··· Available records

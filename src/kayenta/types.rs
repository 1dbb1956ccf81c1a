//! Wire types for the Kayenta standalone canary analysis API.

use std::collections::BTreeMap;

use serde::{Deserialize, Serialize};
use serde_json::{Map, Value};

// =============================================================================
// CANARY CONFIG
// =============================================================================

/// Canary configuration document sent alongside an execution request.
///
/// Only the fields this crate inspects are typed; everything else the service
/// understands is carried in `extra` and forwarded untouched.
#[derive(Debug, Clone, Default, PartialEq, Serialize, Deserialize)]
#[serde(rename_all = "camelCase")]
pub struct CanaryConfig {
    #[serde(default, skip_serializing_if = "String::is_empty")]
    pub name: String,
    #[serde(default, skip_serializing_if = "Option::is_none")]
    pub id: Option<String>,
    #[serde(default, skip_serializing_if = "Vec::is_empty")]
    pub applications: Vec<String>,
    #[serde(default, skip_serializing_if = "Option::is_none")]
    pub config_version: Option<String>,
    #[serde(default, skip_serializing_if = "Option::is_none")]
    pub judge: Option<JudgeConfig>,
    #[serde(default)]
    pub metrics: Vec<CanaryMetricConfig>,
    #[serde(default, skip_serializing_if = "Option::is_none")]
    pub classifier: Option<CanaryClassifierConfig>,
    #[serde(flatten)]
    pub extra: Map<String, Value>,
}

#[derive(Debug, Clone, Default, PartialEq, Serialize, Deserialize)]
#[serde(rename_all = "camelCase")]
pub struct JudgeConfig {
    pub name: String,
    #[serde(default, skip_serializing_if = "Map::is_empty")]
    pub judge_configurations: Map<String, Value>,
    #[serde(flatten)]
    pub extra: Map<String, Value>,
}

#[derive(Debug, Clone, Default, PartialEq, Serialize, Deserialize)]
#[serde(rename_all = "camelCase")]
pub struct CanaryMetricConfig {
    pub name: String,
    #[serde(default)]
    pub groups: Vec<String>,
    #[serde(default, skip_serializing_if = "Value::is_null")]
    pub query: Value,
    #[serde(default, skip_serializing_if = "Value::is_null")]
    pub analysis_configurations: Value,
    #[serde(default = "default_scope_name")]
    pub scope_name: String,
    #[serde(flatten)]
    pub extra: Map<String, Value>,
}

#[derive(Debug, Clone, Default, PartialEq, Serialize, Deserialize)]
#[serde(rename_all = "camelCase")]
pub struct CanaryClassifierConfig {
    /// Group name to weight. The service accepts numbers or numeric strings,
    /// so values are kept exactly as written.
    #[serde(default)]
    pub group_weights: Map<String, Value>,
    #[serde(flatten)]
    pub extra: Map<String, Value>,
}

fn default_scope_name() -> String {
    DEFAULT_SCOPE_NAME.to_string()
}

/// Scope name used for the single scope of a standalone request.
pub const DEFAULT_SCOPE_NAME: &str = "default";

// =============================================================================
// EXECUTION REQUEST
// =============================================================================

/// Score boundaries used by the judge to classify the analysis.
#[derive(Debug, Clone, PartialEq, Eq, Serialize, Deserialize)]
pub struct Threshold {
    pub marginal: String,
    pub pass: String,
}

impl Default for Threshold {
    fn default() -> Self {
        Self {
            marginal: "50".to_string(),
            pass: "90".to_string(),
        }
    }
}

/// Control/experiment coordinates plus the analysis window.
#[derive(Debug, Clone, Default, PartialEq, Eq, Serialize, Deserialize)]
#[serde(rename_all = "camelCase")]
pub struct Scope {
    pub scope_name: String,
    pub control_scope: String,
    pub control_location: String,
    #[serde(rename = "controlOffsetInMinutes")]
    pub control_offset_minutes: i64,
    pub experiment_scope: String,
    pub experiment_location: String,
    #[serde(default)]
    pub step: i64,
    pub start_time_iso: String,
    pub end_time_iso: String,
    #[serde(default)]
    pub extended_scope_params: BTreeMap<String, String>,
}

#[derive(Debug, Clone, Default, PartialEq, Eq, Serialize, Deserialize)]
#[serde(rename_all = "camelCase")]
pub struct ExecutionRequest {
    pub scopes: Vec<Scope>,
    #[serde(rename = "lifetimeDurationMins")]
    pub lifetime_duration_minutes: i64,
    #[serde(rename = "beginAfterMins", default)]
    pub begin_after_minutes: i64,
    #[serde(rename = "analysisIntervalMins")]
    pub analysis_interval_minutes: i64,
    pub thresholds: Threshold,
}

/// Body and query parameters for starting a standalone analysis.
#[derive(Debug, Clone, Default, PartialEq, Serialize, Deserialize)]
#[serde(rename_all = "camelCase")]
pub struct StandaloneCanaryAnalysisInput {
    #[serde(skip)]
    pub user: Option<String>,
    #[serde(skip)]
    pub application: Option<String>,
    #[serde(skip)]
    pub metrics_account_name: Option<String>,
    #[serde(skip)]
    pub storage_account_name: Option<String>,

    pub canary_config: CanaryConfig,
    pub execution_request: ExecutionRequest,
}

impl StandaloneCanaryAnalysisInput {
    pub fn new(canary_config: CanaryConfig, execution_request: ExecutionRequest) -> Self {
        Self {
            canary_config,
            execution_request,
            ..Default::default()
        }
    }

    /// Non-empty query parameters, in the order the service documents them.
    pub fn query_params(&self) -> Vec<(&'static str, &str)> {
        [
            ("metricsAccountName", self.metrics_account_name.as_deref()),
            ("storageAccountName", self.storage_account_name.as_deref()),
            ("user", self.user.as_deref()),
            ("application", self.application.as_deref()),
        ]
        .into_iter()
        .filter_map(|(key, value)| match value {
            Some(v) if !v.is_empty() => Some((key, v)),
            _ => None,
        })
        .collect()
    }
}

#[derive(Debug, Clone, PartialEq, Eq, Serialize, Deserialize)]
#[serde(rename_all = "camelCase")]
pub struct StartAnalysisResponse {
    pub canary_analysis_execution_id: String,
}

/// Body returned by canary config create and update.
#[derive(Debug, Clone, Default, PartialEq, Eq, Serialize, Deserialize)]
#[serde(rename_all = "camelCase")]
pub struct CanaryConfigUpdateResponse {
    #[serde(default)]
    pub canary_config_id: String,
}

// =============================================================================
// ANALYSIS STATUS
// =============================================================================

/// Snapshot of a standalone analysis, replaced wholesale on every fetch.
#[derive(Debug, Clone, Default, PartialEq, Serialize, Deserialize)]
#[serde(rename_all = "camelCase")]
pub struct AnalysisStatus {
    #[serde(default)]
    pub status: String,
    #[serde(default)]
    pub execution_status: String,
    #[serde(default)]
    pub pipeline_id: String,
    #[serde(default)]
    pub complete: bool,
    #[serde(default)]
    pub stages: Vec<StageStatus>,
    #[serde(
        rename = "canaryAnalysisExecutionResult",
        default,
        skip_serializing_if = "Option::is_none"
    )]
    pub execution_result: Option<ExecutionResult>,
}

#[derive(Debug, Clone, Default, PartialEq, Eq, Serialize, Deserialize)]
#[serde(rename_all = "camelCase")]
pub struct StageStatus {
    #[serde(default)]
    pub name: String,
    #[serde(rename = "type", default)]
    pub stage_type: String,
    #[serde(default)]
    pub status: String,
}

#[derive(Debug, Clone, Default, PartialEq, Serialize, Deserialize)]
#[serde(rename_all = "camelCase")]
pub struct ExecutionResult {
    #[serde(default)]
    pub did_pass_thresholds: bool,
    #[serde(default)]
    pub has_warnings: bool,
    #[serde(rename = "canaryScoreMessage", default)]
    pub score_message: String,
    #[serde(rename = "canaryScores", default)]
    pub scores: Vec<f64>,
    #[serde(rename = "canaryExecutionResults", default)]
    pub per_execution_results: Vec<CanaryExecutionResult>,
}

impl ExecutionResult {
    /// Score of the most recent interval, if the judge produced any.
    pub fn final_score(&self) -> Option<f64> {
        self.scores.last().copied()
    }
}

#[derive(Debug, Clone, Default, PartialEq, Serialize, Deserialize)]
#[serde(rename_all = "camelCase")]
pub struct CanaryExecutionResult {
    #[serde(default)]
    pub execution_id: String,
    #[serde(default)]
    pub execution_status: String,
    #[serde(default, skip_serializing_if = "Option::is_none")]
    pub result: Option<CanaryResult>,
}

#[derive(Debug, Clone, Default, PartialEq, Serialize, Deserialize)]
#[serde(rename_all = "camelCase")]
pub struct CanaryResult {
    #[serde(default)]
    pub judge_result: JudgeResult,
}

#[derive(Debug, Clone, Default, PartialEq, Serialize, Deserialize)]
#[serde(rename_all = "camelCase")]
pub struct JudgeResult {
    #[serde(default)]
    pub judge_name: String,
    #[serde(default)]
    pub results: Vec<MetricResult>,
    #[serde(default)]
    pub group_scores: Vec<GroupScore>,
    #[serde(default, skip_serializing_if = "Option::is_none")]
    pub score: Option<JudgeScore>,
}

#[derive(Debug, Clone, Default, PartialEq, Serialize, Deserialize)]
#[serde(rename_all = "camelCase")]
pub struct MetricResult {
    #[serde(default)]
    pub name: String,
    #[serde(default)]
    pub classification: String,
    #[serde(default)]
    pub classification_reason: String,
    #[serde(default)]
    pub groups: Vec<String>,
}

#[derive(Debug, Clone, Default, PartialEq, Serialize, Deserialize)]
#[serde(rename_all = "camelCase")]
pub struct GroupScore {
    #[serde(default)]
    pub name: String,
    #[serde(default)]
    pub score: f64,
    #[serde(default)]
    pub classification: String,
}

#[derive(Debug, Clone, Default, PartialEq, Serialize, Deserialize)]
#[serde(rename_all = "camelCase")]
pub struct JudgeScore {
    #[serde(default)]
    pub score: f64,
    #[serde(default)]
    pub classification: String,
    #[serde(default)]
    pub classification_reason: String,
}

// =============================================================================
// ACCOUNTS
// =============================================================================

/// An account configured on the Kayenta service (metrics, storage, ...).
#[derive(Debug, Clone, Default, PartialEq, Serialize, Deserialize)]
#[serde(rename_all = "camelCase")]
pub struct AccountCredential {
    pub name: String,
    #[serde(rename = "type", default)]
    pub account_type: String,
    #[serde(default)]
    pub supported_types: Vec<String>,
    #[serde(flatten)]
    pub extra: Map<String, Value>,
}

impl AccountCredential {
    /// Whether this account serves the given type, either as its primary
    /// type or as one of its supported types.
    pub fn supports(&self, kind: &str) -> bool {
        self.account_type.eq_ignore_ascii_case(kind)
            || self
                .supported_types
                .iter()
                .any(|t| t.eq_ignore_ascii_case(kind))
    }
}

/// Expand the CLI shorthands `metrics`, `config` and `object` into the
/// account type names the service uses. Anything else is passed through.
pub fn expand_account_type(kind: &str) -> String {
    match kind.trim().to_ascii_lowercase().as_str() {
        "metrics" => "METRICS_STORE".to_string(),
        "config" => "CONFIGURATION_STORE".to_string(),
        "object" => "OBJECT_STORE".to_string(),
        _ => kind.trim().to_string(),
    }
}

······

### Task goal
Go through the entries above and report every line in which the word "service" appears.

### Reply
/// Only the fields this crate inspects are typed; everything else the service
    /// Group name to weight. The service accepts numbers or numeric strings,
    /// Non-empty query parameters, in the order the service documents them.
/// An account configured on the Kayenta service (metrics, storage, ...).
/// account type names the service uses. Anything else is passed through.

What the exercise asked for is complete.